[WHAT THE EXERCISE ASKS]:
Please indicate the number of lines in the listing below that include the string "RuntimeManager"; add nothing else.

[TASK MATERIAL]:
----------------

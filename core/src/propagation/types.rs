//! Core data types for bindings and propagated results.

use nalgebra::DVector;
use serde::{Deserialize, Serialize};
use std::collections::{BTreeMap, BTreeSet};
use std::ops::Index;

/// A scalar or an array of numbers
#[derive(Debug, Clone, PartialEq, Serialize, Deserialize)]
#[serde(untagged)]
pub enum Value {
    Scalar(f64),
    Array(Vec<f64>),
}

impl Value {
    /// Length of the array, `None` for scalars
    pub fn array_len(&self) -> Option<usize> {
        match self {
            Self::Scalar(_) => None,
            Self::Array(values) => Some(values.len()),
        }
    }

    pub fn as_scalar(&self) -> Option<f64> {
        match self {
            Self::Scalar(value) => Some(*value),
            Self::Array(_) => None,
        }
    }

    pub fn as_slice(&self) -> Option<&[f64]> {
        match self {
            Self::Scalar(_) => None,
            Self::Array(values) => Some(values),
        }
    }

    /// Whether every element is exactly zero (an empty array counts as zero)
    pub fn is_zero(&self) -> bool {
        match self {
            Self::Scalar(value) => *value == 0.0,
            Self::Array(values) => values.iter().all(|v| *v == 0.0),
        }
    }

    /// Broadcast to a column of `len` rows.
    ///
    /// Arrays must already have length `len`; the evaluator checks shapes first.
    pub(crate) fn to_column(&self, len: usize) -> DVector<f64> {
        match self {
            Self::Scalar(value) => DVector::from_element(len, *value),
            Self::Array(values) => DVector::from_column_slice(values),
        }
    }

    /// Unwrap single-row columns back to scalars
    pub(crate) fn from_column(column: DVector<f64>) -> Self {
        if column.len() == 1 {
            Self::Scalar(column[0])
        } else {
            Self::Array(column.as_slice().to_vec())
        }
    }
}

impl From<f64> for Value {
    fn from(value: f64) -> Self {
        Self::Scalar(value)
    }
}

impl From<Vec<f64>> for Value {
    fn from(values: Vec<f64>) -> Self {
        Self::Array(values)
    }
}

impl From<&[f64]> for Value {
    fn from(values: &[f64]) -> Self {
        Self::Array(values.to_vec())
    }
}

impl<const N: usize> From<[f64; N]> for Value {
    fn from(values: [f64; N]) -> Self {
        Self::Array(values.to_vec())
    }
}

impl From<DVector<f64>> for Value {
    fn from(values: DVector<f64>) -> Self {
        Self::Array(values.as_slice().to_vec())
    }
}

/// The value of one symbol in one call: a central value plus zero or more
/// independent error channels.
///
/// Channels are numbered from 1. A channel the binding does not carry
/// contributes no error.
#[derive(Debug, Clone, PartialEq, Serialize, Deserialize)]
#[serde(try_from = "BindingRepr", into = "BindingRepr")]
pub struct Binding {
    value: Value,
    errors: Vec<Value>,
}

impl Binding {
    /// A bare value without errors
    pub fn new(value: impl Into<Value>) -> Self {
        Self {
            value: value.into(),
            errors: Vec::new(),
        }
    }

    /// Append the next error channel
    pub fn with_error(mut self, error: impl Into<Value>) -> Self {
        self.errors.push(error.into());
        self
    }

    pub fn from_parts(value: Value, errors: Vec<Value>) -> Self {
        Self { value, errors }
    }

    pub fn value(&self) -> &Value {
        &self.value
    }

    pub fn errors(&self) -> &[Value] {
        &self.errors
    }

    /// Error of a 1-based channel
    pub fn error(&self, channel: usize) -> Option<&Value> {
        channel.checked_sub(1).and_then(|i| self.errors.get(i))
    }

    pub fn channels(&self) -> usize {
        self.errors.len()
    }

    /// The value followed by every error
    pub(crate) fn entries(&self) -> impl Iterator<Item = &Value> {
        std::iter::once(&self.value).chain(self.errors.iter())
    }
}

impl From<f64> for Binding {
    fn from(value: f64) -> Self {
        Self::new(value)
    }
}

impl From<Vec<f64>> for Binding {
    fn from(values: Vec<f64>) -> Self {
        Self::new(values)
    }
}

impl From<&[f64]> for Binding {
    fn from(values: &[f64]) -> Self {
        Self::new(values)
    }
}

impl From<Value> for Binding {
    fn from(value: Value) -> Self {
        Self::new(value)
    }
}

impl<V: Into<Value>, E1: Into<Value>> From<(V, E1)> for Binding {
    fn from((value, e1): (V, E1)) -> Self {
        Self::new(value).with_error(e1)
    }
}

impl<V: Into<Value>, E1: Into<Value>, E2: Into<Value>> From<(V, E1, E2)> for Binding {
    fn from((value, e1, e2): (V, E1, E2)) -> Self {
        Self::new(value).with_error(e1).with_error(e2)
    }
}

impl<V: Into<Value>, E1: Into<Value>, E2: Into<Value>, E3: Into<Value>> From<(V, E1, E2, E3)>
    for Binding
{
    fn from((value, e1, e2, e3): (V, E1, E2, E3)) -> Self {
        Self::new(value).with_error(e1).with_error(e2).with_error(e3)
    }
}

impl From<&Estimate> for Binding {
    fn from(estimate: &Estimate) -> Self {
        Self::from_parts(estimate.value().clone(), estimate.errors().to_vec())
    }
}

/// Wire form of a binding: a bare number, or `[value, error_1, ...]`
#[derive(Serialize, Deserialize)]
#[serde(untagged)]
enum BindingRepr {
    Bare(f64),
    Parts(Vec<Value>),
}

impl TryFrom<BindingRepr> for Binding {
    type Error = String;

    fn try_from(repr: BindingRepr) -> Result<Self, Self::Error> {
        match repr {
            BindingRepr::Bare(value) => Ok(Binding::new(value)),
            BindingRepr::Parts(mut parts) => {
                if parts.is_empty() {
                    return Err("a binding needs at least a value".to_string());
                }
                let value = parts.remove(0);
                Ok(Binding::from_parts(value, parts))
            }
        }
    }
}

impl From<Binding> for BindingRepr {
    fn from(binding: Binding) -> Self {
        match (binding.value, binding.errors.is_empty()) {
            (Value::Scalar(value), true) => BindingRepr::Bare(value),
            (value, _) => {
                let mut parts = Vec::with_capacity(binding.errors.len() + 1);
                parts.push(value);
                parts.extend(binding.errors);
                BindingRepr::Parts(parts)
            }
        }
    }
}

/// Named bindings for one call, or the defaults of a formula
#[derive(Debug, Clone, Default, PartialEq, Serialize, Deserialize)]
#[serde(transparent)]
pub struct Bindings(BTreeMap<String, Binding>);

impl Bindings {
    pub fn new() -> Self {
        Self::default()
    }

    /// Builder-style insert
    pub fn with(mut self, name: impl Into<String>, binding: impl Into<Binding>) -> Self {
        self.insert(name, binding);
        self
    }

    pub fn insert(&mut self, name: impl Into<String>, binding: impl Into<Binding>) -> Option<Binding> {
        self.0.insert(name.into(), binding.into())
    }

    pub fn get(&self, name: &str) -> Option<&Binding> {
        self.0.get(name)
    }

    pub fn contains(&self, name: &str) -> bool {
        self.0.contains_key(name)
    }

    pub fn len(&self) -> usize {
        self.0.len()
    }

    pub fn is_empty(&self) -> bool {
        self.0.is_empty()
    }

    pub fn names(&self) -> impl Iterator<Item = &str> {
        self.0.keys().map(String::as_str)
    }

    pub fn iter(&self) -> impl Iterator<Item = (&str, &Binding)> {
        self.0.iter().map(|(name, binding)| (name.as_str(), binding))
    }

    /// The subset of bindings whose names are in `names`
    pub(crate) fn restricted_to(&self, names: &BTreeSet<String>) -> Bindings {
        Bindings(
            self.0
                .iter()
                .filter(|(name, _)| names.contains(*name))
                .map(|(name, binding)| (name.clone(), binding.clone()))
                .collect(),
        )
    }
}

impl<K: Into<String>, B: Into<Binding>> FromIterator<(K, B)> for Bindings {
    fn from_iter<I: IntoIterator<Item = (K, B)>>(iter: I) -> Self {
        let mut bindings = Bindings::new();
        bindings.extend(iter);
        bindings
    }
}

impl<K: Into<String>, B: Into<Binding>> Extend<(K, B)> for Bindings {
    fn extend<I: IntoIterator<Item = (K, B)>>(&mut self, iter: I) {
        for (name, binding) in iter {
            self.insert(name, binding);
        }
    }
}

/// Outcome of one evaluation: `[value, error_1, ..., error_N]`.
///
/// Entries are scalars when the call had a broadcast length of 1 and arrays
/// of the broadcast length otherwise.
#[derive(Debug, Clone, PartialEq, Serialize)]
#[serde(transparent)]
pub struct Estimate(Vec<Value>);

impl Estimate {
    pub(crate) fn new(value: Value, errors: Vec<Value>) -> Self {
        let mut entries = Vec::with_capacity(errors.len() + 1);
        entries.push(value);
        entries.extend(errors);
        Self(entries)
    }

    pub fn value(&self) -> &Value {
        &self.0[0]
    }

    pub fn errors(&self) -> &[Value] {
        &self.0[1..]
    }

    /// Error of a 1-based channel
    pub fn error(&self, channel: usize) -> Option<&Value> {
        if channel == 0 {
            return None;
        }
        self.0.get(channel)
    }

    pub fn channels(&self) -> usize {
        self.0.len() - 1
    }

    pub fn as_slice(&self) -> &[Value] {
        &self.0
    }

    pub fn into_vec(self) -> Vec<Value> {
        self.0
    }
}

impl Index<usize> for Estimate {
    type Output = Value;

    fn index(&self, index: usize) -> &Value {
        &self.0[index]
    }
}

/// The result of a dependency evaluated on behalf of its parent
#[derive(Debug, Clone, PartialEq, Serialize)]
pub struct DependencyResult {
    pub estimate: Estimate,
    pub dependencies: DependencyResults,
}

/// Dependency symbol to the result computed for it
pub type DependencyResults = BTreeMap<String, DependencyResult>;

/// Free symbols of a formula; symbols bound to a dependency carry the
/// dependency's own tree.
#[derive(Debug, Clone, Default, PartialEq, Eq, Serialize)]
#[serde(transparent)]
pub struct SymbolTree(BTreeMap<String, SymbolTree>);

impl SymbolTree {
    pub fn new() -> Self {
        Self::default()
    }

    pub fn insert(&mut self, name: impl Into<String>, subtree: SymbolTree) {
        self.0.insert(name.into(), subtree);
    }

    pub fn get(&self, name: &str) -> Option<&SymbolTree> {
        self.0.get(name)
    }

    pub fn is_empty(&self) -> bool {
        self.0.is_empty()
    }

    pub fn iter(&self) -> impl Iterator<Item = (&str, &SymbolTree)> {
        self.0.iter().map(|(name, tree)| (name.as_str(), tree))
    }
}

impl<K: Into<String>> FromIterator<(K, SymbolTree)> for SymbolTree {
    fn from_iter<I: IntoIterator<Item = (K, SymbolTree)>>(iter: I) -> Self {
        let mut tree = SymbolTree::new();
        for (name, subtree) in iter {
            tree.insert(name, subtree);
        }
        tree
    }
}
//! File Loader
//!
//! Fetches the auxiliary files named by the `files` option and installs them
//! into the runtime's virtual filesystem once it is ready.

use std::collections::{BTreeMap, VecDeque};
use std::sync::Arc;

use parking_lot::Mutex;
use serde::{Deserialize, Serialize};
use tracing::{debug, info, warn};

use crate::bus::{Event, EventBus, Topic};
use crate::error::{BootError, BootResult, FetchError};
use crate::runtime::RuntimeManager;
use crate::tasks::{Completion, Tasks};

/// A fetched file waiting for installation
#[derive(Debug, Clone, PartialEq, Eq, Serialize, Deserialize)]
pub struct FileRecord {
    pub path: String,
    pub content: String,
}

#[derive(Default)]
struct LoaderState {
    requested: Option<usize>,
    settled: usize,
    pending: VecDeque<FileRecord>,
    /// Runtime is ready and the pending files were handed over
    open: bool,
    loaded: bool,
}

pub struct FileLoader {
    state: Mutex<LoaderState>,
    runtime: Arc<RuntimeManager>,
    bus: EventBus,
    tasks: Tasks,
}

impl FileLoader {
    pub(crate) fn new(runtime: Arc<RuntimeManager>, bus: EventBus, tasks: Tasks) -> Self {
        Self {
            state: Mutex::new(LoaderState::default()),
            runtime,
            bus,
            tasks,
        }
    }

    pub(crate) fn attach(self: &Arc<Self>) {
        let loader = Arc::downgrade(self);
        self.bus.subscribe(Topic::FileFetched, move |event| {
            match (loader.upgrade(), event) {
                (Some(loader), Event::FileFetched(record)) => {
                    loader.on_file_fetched(&record.path, &record.content)
                }
                _ => Ok(()),
            }
        });
    }

    pub(crate) fn attach_ready(self: &Arc<Self>) {
        let loader = Arc::downgrade(self);
        self.bus.subscribe(Topic::RuntimeReady, move |_| match loader.upgrade() {
            Some(loader) => loader.on_runtime_ready(),
            None => Ok(()),
        });
    }

    /// Start one fetch per entry of `files` (virtual path → URL)
    pub fn load_all(&self, files: BTreeMap<String, String>) -> BootResult<()> {
        {
            let mut state = self.state.lock();
            if state.requested.is_some() {
                warn!("Files already requested");
                return Ok(());
            }
            state.requested = Some(files.len());
        }

        if files.is_empty() {
            return self.complete();
        }

        info!(count = files.len(), "Fetching files");
        for (path, url) in files {
            debug!(%path, %url, "Fetching file");
            self.tasks
                .fetch(url, move |result| Completion::FileFetched { path, result })?;
        }
        Ok(())
    }

    /// Apply the outcome of a file fetch
    pub(crate) fn fetched(&self, path: String, result: Result<String, FetchError>) -> BootResult<()> {
        let content = result.map_err(|source| BootError::FileFetch {
            path: path.clone(),
            source,
        })?;
        let record = FileRecord { path, content };

        let (deliver, all_settled) = {
            let mut state = self.state.lock();
            state.settled += 1;
            let all_settled = Some(state.settled) == state.requested;
            if state.open {
                (Some(record), all_settled)
            } else {
                debug!(path = %record.path, "File held until runtime is ready");
                state.pending.push_back(record);
                (None, all_settled)
            }
        };

        if let Some(record) = deliver {
            self.bus.publish(Event::FileFetched(record))?;
        }
        if all_settled {
            self.complete()?;
        }
        Ok(())
    }

    fn complete(&self) -> BootResult<()> {
        let count = {
            let mut state = self.state.lock();
            if state.loaded {
                return Ok(());
            }
            state.loaded = true;
            state.settled
        };
        info!(count, "Files loaded");
        self.bus.publish(Event::FilesLoaded { count })?;
        Ok(())
    }

    /// Install one file into the runtime
    pub fn on_file_fetched(&self, path: &str, content: &str) -> BootResult<()> {
        debug!(%path, bytes = content.len(), "Installing file");
        self.runtime.add_file(path, content)
    }

    /// Hand files fetched before readiness to the runtime. Runs once.
    pub fn on_runtime_ready(&self) -> BootResult<()> {
        let pending = {
            let mut state = self.state.lock();
            if state.open {
                return Ok(());
            }
            state.open = true;
            std::mem::take(&mut state.pending)
        };
        for record in pending {
            self.bus.publish(Event::FileFetched(record))?;
        }
        Ok(())
    }

    pub fn is_loaded(&self) -> bool {
        self.state.lock().loaded
    }
}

----------------

[COMPLETED EXERCISE]:
3